Washington – A Suprema Corte da Virgínia rejeitou na sexta-feira uma decisão do Congresso referendo de redistritamento aprovada pelos eleitores da Virgínia no mês passado, desferindo um golpe nos democratas que esperavam obter um mapa mais favorável e aumentar o seu número de assentos na Câmara dos Representantes dos EUA.
A decisão anula a aprovação dos eleitores de um novo mapa do Congresso que teria dado aos democratas uma vantagem em 10 distritos da Câmara, deixando apenas um assento republicano seguro. Embora ambos os senadores da Virgínia sejam democratas, a sua delegação na Câmara está dividida em seis representantes democratas e cinco republicanos.
“Acreditamos que o processo legislativo utilizado para fazer avançar esta proposta violou o Artigo XII, Secção 1 da Constituição da Virgínia”, diz o parecer. O tribunal concluiu que a comunidade “apresentou uma proposta de emenda constitucional aos eleitores da Virgínia de uma maneira sem precedentes que violou a exigência de intervenção eleitoral”.
“Esta violação prejudica irreparavelmente a integridade da votação resultante do referendo e torna-o nulo e sem efeito”, decidiu o tribunal.
De acordo com a lei da Virgínia, antes que uma emenda constitucional possa ser apresentada aos eleitores, ela deve ser aprovada duas vezes pela Assembleia Geral, com uma eleição para a Câmara dos Delegados entre as duas votações.
Neste caso, observou o tribunal, a votação nas eleições gerais para a Câmara dos Delegados começou em 19 de setembro de 2025 e terminou no dia da eleição, em 4 de novembro de 2025. A votação da Assembleia Geral sobre a proposta da emenda de redistritamento aos eleitores da Virgínia ocorreu em 31 de outubro e, até então, cerca de 40% – ou mais de 1,3 milhão de virginianos – já haviam votado.
O tribunal determinou que o processo de alteração do redistritamento neste caso privou aqueles 1,3 milhões de eleitores da sua “oportunidade de eleger a Câmara dos Delegados que participará na segunda votação legislativa sobre a alteração proposta”, protegida constitucionalmente.
Num processo judicial na noite de sexta-feira, os advogados do presidente democrata da Câmara dos Delegados da Virgínia, Don Scott, disseram que os líderes estaduais democratas pretendiam apresentar uma petição de emergência para apelar da decisão ao Supremo Tribunal dos EUA.

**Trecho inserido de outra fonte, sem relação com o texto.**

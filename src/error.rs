//! Error types for the ble-env-relay crate.

use thiserror::Error;

/// The main error type for this crate.
#[derive(Error, Debug)]
pub enum Error {
    /// Bluetooth-related error from the underlying BLE library.
    #[error("Bluetooth error: {0}")]
    Bluetooth(#[from] btleplug::Error),

    /// Bluetooth is not available or is disabled on this system.
    #[error("Bluetooth not available or disabled")]
    BluetoothUnavailable,

    /// No peripheral with the requested address showed up during discovery.
    #[error("Device {address} not found after {timeout_ms} ms of discovery")]
    DeviceNotFound {
        /// The address that was searched for.
        address: String,
        /// How long discovery ran before giving up.
        timeout_ms: u64,
    },

    /// Failed to establish a connection to the peripheral.
    #[error("Connection to {address} failed: {reason}")]
    ConnectionFailed {
        /// The peripheral address.
        address: String,
        /// Description of why the connection failed.
        reason: String,
    },

    /// A required service or characteristic is absent on the peripheral.
    #[error("Protocol mismatch: characteristic {characteristic} of service {service} not found")]
    ProtocolMismatch {
        /// The service UUID that was required.
        service: String,
        /// The characteristic UUID that was required.
        characteristic: String,
    },

    /// The session owning a binding has been closed.
    #[error("Session closed: {operation} on {uuid} after disconnect")]
    SessionClosed {
        /// The operation that was attempted.
        operation: &'static str,
        /// The characteristic involved.
        uuid: String,
    },

    /// A payload exceeded the per-write limit of the link.
    #[error("Payload of {len} bytes exceeds the {max}-byte limit of {uuid}")]
    PayloadTooLarge {
        /// The characteristic that was written.
        uuid: String,
        /// The rejected payload length.
        len: usize,
        /// The maximum payload length.
        max: usize,
    },

    /// Writing a characteristic failed.
    #[error("Write to {uuid} failed: {reason}")]
    Write {
        /// The characteristic that was written.
        uuid: String,
        /// Description of the failure.
        reason: String,
    },

    /// Reading a characteristic failed.
    #[error("Read of {uuid} failed: {reason}")]
    Read {
        /// The characteristic that was read.
        uuid: String,
        /// Description of the failure.
        reason: String,
    },

    /// Subscribing to a characteristic failed.
    #[error("Subscribe to {uuid} failed: {reason}")]
    Subscribe {
        /// The characteristic that was subscribed to.
        uuid: String,
        /// Description of the failure.
        reason: String,
    },

    /// A binding already has an active subscription.
    #[error("Characteristic {uuid} already has an active subscription")]
    AlreadySubscribed {
        /// The characteristic UUID.
        uuid: String,
    },

    /// A sampling interval outside the accepted range was received.
    #[error("Invalid interval {value}: expected an integer between 1 and 10 seconds")]
    InvalidInterval {
        /// The rejected value, as received.
        value: String,
    },

    /// A notification payload could not be decoded.
    #[error("Decode error on {source_name}: {context}")]
    Decode {
        /// Where the payload came from (characteristic UUID or store key).
        source_name: String,
        /// Description of what was wrong with the data.
        context: String,
    },

    /// A bounded operation did not complete in time.
    #[error("{operation} timed out after {timeout_ms} ms")]
    Timeout {
        /// The operation that timed out.
        operation: String,
        /// The timeout that elapsed.
        timeout_ms: u64,
    },

    /// The value store rejected an operation.
    #[error("Value store error on key {key}: {reason}")]
    Store {
        /// The key involved.
        key: String,
        /// Description of the failure.
        reason: String,
    },

    /// A local sensor or display could not be accessed.
    #[error("Sensor error on {device}: {reason}")]
    Sensor {
        /// The device path or name.
        device: String,
        /// Description of the failure.
        reason: String,
    },

    /// A session state transition that the lifecycle does not allow.
    #[error("Invalid session transition: {from} -> {to}")]
    InvalidState {
        /// The state the session was in.
        from: String,
        /// The state that was requested.
        to: String,
    },

    /// The requested operation is not supported by the characteristic.
    #[error("Operation not supported: {operation} on {uuid}")]
    NotSupported {
        /// Description of the unsupported operation.
        operation: &'static str,
        /// The characteristic involved.
        uuid: String,
    },

    /// An invalid parameter was provided.
    #[error("Invalid parameter: {name} = {value}")]
    InvalidParameter {
        /// The name of the parameter.
        name: String,
        /// The invalid value that was provided.
        value: String,
    },

    /// I/O error from the console or a sysfs device.
    #[error("I/O error: {0}")]
    Io(#[from] std::io::Error),

    /// A notification handler panicked.
    #[error("Notification handler for {uuid} panicked: {message}")]
    HandlerPanic {
        /// The characteristic whose handler panicked.
        uuid: String,
        /// The panic message, if it was a string.
        message: String,
    },
}

impl Error {
    /// Whether this error ends a session attempt.
    ///
    /// Connection and protocol errors are structural; errors from a single
    /// write, read or decode leave the session usable.
    pub fn is_fatal(&self) -> bool {
        matches!(
            self,
            Self::Bluetooth(_)
                | Self::BluetoothUnavailable
                | Self::DeviceNotFound { .. }
                | Self::ConnectionFailed { .. }
                | Self::ProtocolMismatch { .. }
                | Self::SessionClosed { .. }
        )
    }
}

/// A specialized Result type for this crate.
pub type Result<T> = std::result::Result<T, Error>;

#[cfg(test)]
mod tests {
    use super::*;

    #[test]
    fn test_fatal_classification() {
        assert!(Error::ProtocolMismatch {
            service: "181a".into(),
            characteristic: "2a6e".into(),
        }
        .is_fatal());
        assert!(Error::DeviceNotFound {
            address: "64:AB:DF:6A:07:14".into(),
            timeout_ms: 10_000,
        }
        .is_fatal());
        assert!(!Error::PayloadTooLarge {
            uuid: "6e400002".into(),
            len: 21,
            max: 20,
        }
        .is_fatal());
        assert!(!Error::InvalidInterval { value: "11".into() }.is_fatal());
    }

    #[test]
    fn test_messages_name_the_uuid() {
        let err = Error::Write {
            uuid: "6e400002-b5a3-f393-e0a9-e50e24dcca9e".into(),
            reason: "timed out".into(),
        };
        assert!(err.to_string().contains("6e400002"));
    }
}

O líder republicano do Senado da Virgínia, Ryan T. McDougle, elogiou a decisão do tribunal no caso Scott v.
“A decisão de hoje do Supremo Tribunal afirma o que todos sabemos: não se pode violar a Constituição para mudar a Constituição”, disse McDougle. “Os juízes da Suprema Corte da Virgínia, após uma análise cuidadosa e completa deste assunto, afirmaram que até mesmo a Assembleia Geral deve seguir a lei.”
Scott disse: “Respeitamos a decisão da Suprema Corte da Virgínia. Estou orgulhoso que os virginianos se manifestaram em números históricos, fizeram suas vozes serem ouvidas e enviaram uma mensagem não apenas aqui em casa – mas em todo o país – para Donald Trump e sua administração.”
Por sua vez, o presidente Trump elogiou a decisão como uma “grande vitória para o Partido Republicano e para a América, na Virgínia”.
Vários estados estão tentando reconfigurar seus mapas do Congresso depois Texas em 2025 tentou redistritar para ser mais favorável aos republicanos. Califórnia O governador Gavin Newsom, um democrata, anunciou então que o Golden State tentaria remodelar seu mapa em resposta. Desde então, tanto os estados vermelhos quanto os azuis recorreram às suas legislaturas estaduais para redistritar.
O senador democrata Tim Kaine, da Virgínia, aludiu à luta nacional pelo redistritamento em uma declaração após a decisão do tribunal.
“Ao contrário dos estados liderados pelo Partido Republicano que redesenharam os seus mapas parlamentares em acordos de bastidores, a Virgínia deixou o povo decidir”, disse ele. “Mas o Supremo Tribunal da Virgínia bloqueou a escolha do povo. Por isso temos de fazer campanha e vencer nos seus mapas. Podemos fazê-lo!”